Staff involved in a cover-up at health watch-dog the Care Quality Commission (CQC) are to face disciplinary action, Health Secretary Jeremy Hunt told the House of Commons today.
His comments come after it was revealed that the CQC deliberately suppressed an internal review which highlighted weaknesses in its inspection of a number of hospitals in Cumbria and Lancashire, after a number of deaths or "serious untoward incidents" in Furness Hospital, ran by Morecambe Bay NHS Trust.
Downing Street branded today's revelations "deeply disturbing and appalling" and in a statement to MPs, Mr Hunt said "the whole truth must come out now."

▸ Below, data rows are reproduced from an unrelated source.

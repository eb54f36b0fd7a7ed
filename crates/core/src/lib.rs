//! Hotel console core types and flows
//!
//! Everything in this crate is independent of the rendering framework so the
//! login gating, routing decisions and configuration loading can be exercised
//! without a browser.

pub mod auth;
pub mod config;
pub mod error;
pub mod hotel;
pub mod routes;
pub mod session;
pub mod storage;

pub use auth::{AuthAction, AuthDispatch, AuthState, AuthStore, Phase, User};
pub use config::{ConfigWarning, EnvironmentConfig};
pub use error::{Error, Result};
pub use hotel::{CredentialStore, HotelCheck, HotelLookup, HotelRef};
pub use routes::{HotelPage, Navigate, Resolution, Route, Screen};
pub use session::{Session, SessionBuilder, Timer};
pub use storage::{ClearOutcome, KeyValueStore, MemoryStore};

Below is a timeline of events in the scandal the health secretary labelled "a terrible personal tragedy" and families described as "absolutely unforgivable":
- 2008: Concerns raised about the maternity unit at Furness General Hospital in Cumbria after a spate of mother and baby deaths.
- April 2010: University Hospitals of Morecambe Bay NHS Trust given the all-clear by the health regulatory for England, the CQC.
- 2011: Internal CQC review commissioned into how the watchdog identified problems at the Trust. The extremely critical findings were not published
- September 2011: NHS Trust warned it would be closed down if major changes were not made.
- 2013: David Behan, who ordered the 2011 review, becomes chief exec of CQC
- June 2013: CQC releases a new report detailing how the original review had been suppressed.
The suppressed report was released today and can be read here.
The official tasked with writing the original review was asked to rewrite it, after the findings showing CQC failures became clear. In accounts of discussions between senior managers about what to do with the findings, one said:
The whistleblower who raised the alarm about the health regulator's flawed assessment of Furness General Hospital has said she was "subjected to the most appalling treatment" as a result of her actions.
Kay Sheldon said she had initially tried to raise her concerns internally and with the Department of Health, before approaching the Daily Telegraph.
The father of a newborn baby who died in Furness Hospital due to staff neglect said today's report "beggars belief" and said the deliberate deceit was "absolutely unforgivable."
James Titcombe's son Joshua developed an infection shortly after his birth, which staff failed to spot or treat. He died aged nine days.
Jackie Daniel, chief executive of University Hospitals of Morecambe Bay NHS Foundation Trust, admitted patients had been "badly let down" in the past, but said there was a new board in place who are "committed to providing safe and quality care to the level that the public, staff and regulators expect and rightly demand."